One year after Donald Trump lost his bid for reelection, I found myself wondering why the America he left us felt so divided. Why it felt especially divided. Though it’s simple enough to see that he broadened our divisions, his divisiveness wasn’t necessarily groundbreaking in itself. Prior to Trump, the country certainly had no shortage of racist, sexist, xenophobic public officials or the average joes who voted them in, and all three of those vices had once been the supreme law of the land. I asked myself, if one hundred years ago I’d have been federally labeled as a second-class citizen, what is it about this man’s hatred that feels so original?
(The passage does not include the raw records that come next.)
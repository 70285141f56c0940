//! Document snapshots on disk
//!
//! A snapshot is the entity graph as JSON. Session state (allocator
//! position, config, captured logs) is not stored; loading reseeds the
//! allocator from the highest id present so new ids never collide.

use crate::config::EditorConfig;
use crate::document::MapDocument;
use serde::{Deserialize, Serialize};
use std::path::Path;

/// Current on-disk layout
pub const SNAPSHOT_VERSION: u32 = 1;

#[derive(Debug, Clone, Serialize, Deserialize)]
pub struct DocumentSnapshot {
    pub version: u32,

    /// Free-form label, e.g. the map title
    #[serde(default, skip_serializing_if = "Option::is_none")]
    pub label: Option<String>,

    pub document: MapDocument,
}

impl DocumentSnapshot {
    pub fn new(document: MapDocument) -> Self {
        DocumentSnapshot {
            version: SNAPSHOT_VERSION,
            label: None,
            document,
        }
    }

    pub fn with_label(mut self, label: impl Into<String>) -> Self {
        self.label = Some(label.into());
        self
    }

    /// Save this snapshot to a JSON file
    pub fn save_to_file<P: AsRef<Path>>(&self, path: P) -> Result<(), SnapshotError> {
        let json = serde_json::to_string_pretty(self)
            .map_err(|e| SnapshotError::Serialization(e.to_string()))?;

        std::fs::write(path.as_ref(), json).map_err(|e| SnapshotError::Io(e.to_string()))?;

        Ok(())
    }

    /// Load a snapshot from a JSON file
    ///
    /// The document's references are checked and its allocator seeded
    /// before it is handed back.
    pub fn load_from_file<P: AsRef<Path>>(path: P) -> Result<Self, SnapshotError> {
        let json =
            std::fs::read_to_string(path.as_ref()).map_err(|e| SnapshotError::Io(e.to_string()))?;

        let snapshot: DocumentSnapshot = serde_json::from_str(&json)
            .map_err(|e| SnapshotError::Deserialization(e.to_string()))?;

        if snapshot.version > SNAPSHOT_VERSION {
            return Err(SnapshotError::InvalidState(format!(
                "snapshot version {} is newer than supported version {SNAPSHOT_VERSION}",
                snapshot.version
            )));
        }
        snapshot
            .document
            .check_integrity()
            .map_err(|e| SnapshotError::InvalidState(e.to_string()))?;
        snapshot.document.seed_allocator();

        Ok(snapshot)
    }

    /// Take the document out, attaching an editor config
    pub fn into_document(self, config: EditorConfig) -> MapDocument {
        let mut document = self.document;
        document.config = config;
        document
    }
}

/// Errors that can occur during snapshot operations
#[derive(Debug, thiserror::Error)]
pub enum SnapshotError {
    #[error("Failed to serialize snapshot: {0}")]
    Serialization(String),

    #[error("Failed to deserialize snapshot: {0}")]
    Deserialization(String),

    #[error("I/O error: {0}")]
    Io(String),

    #[error("Invalid snapshot state: {0}")]
    InvalidState(String),
}

#[cfg(test)]
mod tests {
    use super::*;
    use crate::core::{Entity, EntityId, MapCell, TaskForce, TeamType, Waypoint};
    use similar_asserts::assert_eq;

    fn sample_document() -> MapDocument {
        let mut doc = MapDocument::new();
        let tf = doc.allocator.allocate();
        let team = doc.allocator.allocate();
        doc.insert_entity(Entity::TaskForce(TaskForce::new(tf, "TF1").with_entry("E1", 4)))
            .unwrap();
        doc.insert_entity(Entity::TeamType(TeamType::new(team, "TT1").with_task_force(tf)))
            .unwrap();
        doc.insert_entity(Entity::Waypoint(Waypoint::new(12, MapCell::new(40, 41))))
            .unwrap();
        doc
    }

    #[test]
    fn test_save_and_load_seeds_allocator() {
        let dir = tempfile::tempdir().unwrap();
        let path = dir.path().join("map.json");
        let doc = sample_document();

        DocumentSnapshot::new(doc.clone())
            .with_label("Test map")
            .save_to_file(&path)
            .unwrap();
        let loaded = DocumentSnapshot::load_from_file(&path).unwrap();

        assert_eq!(loaded.label.as_deref(), Some("Test map"));
        assert_eq!(loaded.document, doc);
        let next = loaded.document.allocator.allocate();
        assert!(next > doc.max_entity_id().unwrap());
    }

    #[test]
    fn test_load_rejects_dangling_reference() {
        let dir = tempfile::tempdir().unwrap();
        let path = dir.path().join("broken.json");
        let mut doc = sample_document();
        let missing = EntityId::new(9_999_999);
        for team in doc.team_types.values_mut() {
            team.task_force = Some(missing);
        }
        DocumentSnapshot::new(doc).save_to_file(&path).unwrap();

        assert!(matches!(
            DocumentSnapshot::load_from_file(&path),
            Err(SnapshotError::InvalidState(_))
        ));
    }

    #[test]
    fn test_load_missing_file() {
        let dir = tempfile::tempdir().unwrap();
        assert!(matches!(
            DocumentSnapshot::load_from_file(dir.path().join("nope.json")),
            Err(SnapshotError::Io(_))
        ));
    }
}
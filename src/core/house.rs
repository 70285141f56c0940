//! Houses (player factions) and the house types ("countries") behind them

use crate::core::{DocEntity, EntityId};
use serde::{Deserialize, Serialize};

/// A player-like faction instance
///
/// Other entities refer to a house by `name`, not by id.
#[derive(Debug, Clone, PartialEq, Eq, Serialize, Deserialize)]
pub struct House {
    pub id: EntityId,

    /// Unique name, also the cross-reference key
    pub name: String,

    /// Allied house names; the house itself is always the first element
    pub alliances: Vec<String>,

    pub color: String,
    pub credits: i32,
    pub tech_level: u8,

    /// Backing country
    pub house_type: Option<EntityId>,
}

impl House {
    pub fn new(id: EntityId, name: impl Into<String>) -> Self {
        let name = name.into();
        House {
            id,
            alliances: vec![name.clone()],
            name,
            color: "Grey".to_string(),
            credits: 0,
            tech_level: 10,
            house_type: None,
        }
    }

    pub fn with_house_type(mut self, house_type: EntityId) -> Self {
        self.house_type = Some(house_type);
        self
    }

    /// Alliance list in its INI form (`Self,Ally1,Ally2`)
    pub fn alliances_string(&self) -> String {
        self.alliances.join(",")
    }

    /// Replace alliances from the INI form, keeping self first
    pub fn set_alliances_from_str(&mut self, s: &str) {
        let mut list = vec![self.name.clone()];
        list.extend(
            s.split(',')
                .map(str::trim)
                .filter(|n| !n.is_empty() && *n != self.name)
                .map(str::to_string),
        );
        self.alliances = list;
    }

    pub fn is_allied_with(&self, other: &str) -> bool {
        self.alliances.iter().any(|a| a == other)
    }
}

impl DocEntity for House {
    fn id(&self) -> EntityId {
        self.id
    }

    fn name(&self) -> &str {
        &self.name
    }
}

/// The country a house is built on
#[derive(Debug, Clone, PartialEq, Eq, Serialize, Deserialize)]
pub struct HouseType {
    pub id: EntityId,
    pub name: String,
    /// Side index (0 = Allied, 1 = Soviet, 2 = Yuri in the stock rules)
    pub side: u8,
    pub color: String,
}

impl HouseType {
    pub fn new(id: EntityId, name: impl Into<String>, side: u8) -> Self {
        HouseType {
            id,
            name: name.into(),
            side,
            color: "Grey".to_string(),
        }
    }
}

impl DocEntity for HouseType {
    fn id(&self) -> EntityId {
        self.id
    }

    fn name(&self) -> &str {
        &self.name
    }
}

#[cfg(test)]
mod tests {
    use super::*;

    #[test]
    fn test_new_house_allies_itself() {
        let house = House::new(EntityId::new(1), "Americans");
        assert_eq!(house.alliances, vec!["Americans".to_string()]);
        assert!(house.is_allied_with("Americans"));
    }

    #[test]
    fn test_alliance_parsing_keeps_self_first() {
        let mut house = House::new(EntityId::new(1), "Americans");
        house.set_alliances_from_str("British, Americans,,French");
        assert_eq!(house.alliances_string(), "Americans,British,French");
    }
}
The answer, I came to find, was all around me. The political left, right and center were hopelessly mired in debate about voter suppression and expansion, abortion rights, trans rights, the honest teaching of American history, the mention of sexual and gender identity in schools, and other matters in which each side’s most pronounced grievances were the actions and agendas of another side. Liberals accused conservatives of weakening voter access in left-leaning communities and conservatives accused liberals of refusing to safeguard fair elections. Liberals accused conservatives of promoting revisionist history and conservatives accused liberals of indoctrinating schoolchildren with divisive far-left ideology. I discovered that it was this explosion of “I’m right and they’re wrong” politics and its effects that felt so foreign to me, that felt so unmistakably Trumpian. Because of him, human rights came to be more about politics than humans.
After coming to this conclusion, I published an article called “Politics Are Not the Problem” in which I based my argument on the way certain conservatives, most notably Trump, have repackaged white supremacist ideology as nothing more than a set of harmless conservative ideals. Since then, political involvement in human rights has all but reached its crescendo, the most recent examples being the conservative bloc of the Supreme Court’s overturning of the Roe v. Wade decision and the congressional challenges to the protection of same-sex marriages. When the court ruled in Dobbs v. Jackson Women’s Health Organization that the Constitution doesn’t defend a woman’s right to an abortion, Associate Justice Clarence Thomas wrote in his concurring opinion that the decisions that legalized same-sex marriage, protected the right of spouses to buy and use contraception without government interference, and determined that private and consensual sexual acts between adults shouldn’t be criminalized could stand to be reconsidered.
This unholy union between political discussion and basic humanitarianism is an essential characteristic of the post-Trump era. Before him, toxic practices like racism and sexism were mostly unafraid to speak their true names. Since redlining, gerrymandering and other voter suppression tactics, gendered wage gaps, and challenges to same-sex marriage were all still pressing issues, there was more than enough political doublespeak to go around; but the waves of future (or, for earlier generations, hypothetical) Trump voters tended to make themselves a lot clearer.
It was once said that a woman shouldn’t have control over her own body because it’s better for a man to control it. Now, though this is still believed, Americans of this opinion cite the Constitution to justify their misogyny instead of being open misogynists. Or take the “critical race theory” debate, where racists are opting for “patriotic education” instead of “far-left,” “socialist,” “woke” and “divisive” education, by which they mean the history of American racism. Back in the day they’d just say that us Blacks don’t deserve to know what’s being done to us.
This kind of coded language is extremely dangerous. At best, it’s used unwittingly by the millions of Americans trapped in the 24-hour news cycle, and is scarcely more than a learned regurgitation of their favorite politicians’ and commentators’ talking points. At worst, it’s used by those politicians and commentators to sow doubt, distraction and division, all with the intent of furthering their own politically and personally self-serving ends.
For all the positive change that politics have the power to bring about, due to how they’re being used, they’re perhaps doing nothing more effectively than obstructing that change. In such a situation, our survival depends on our ability to hear the unsaid.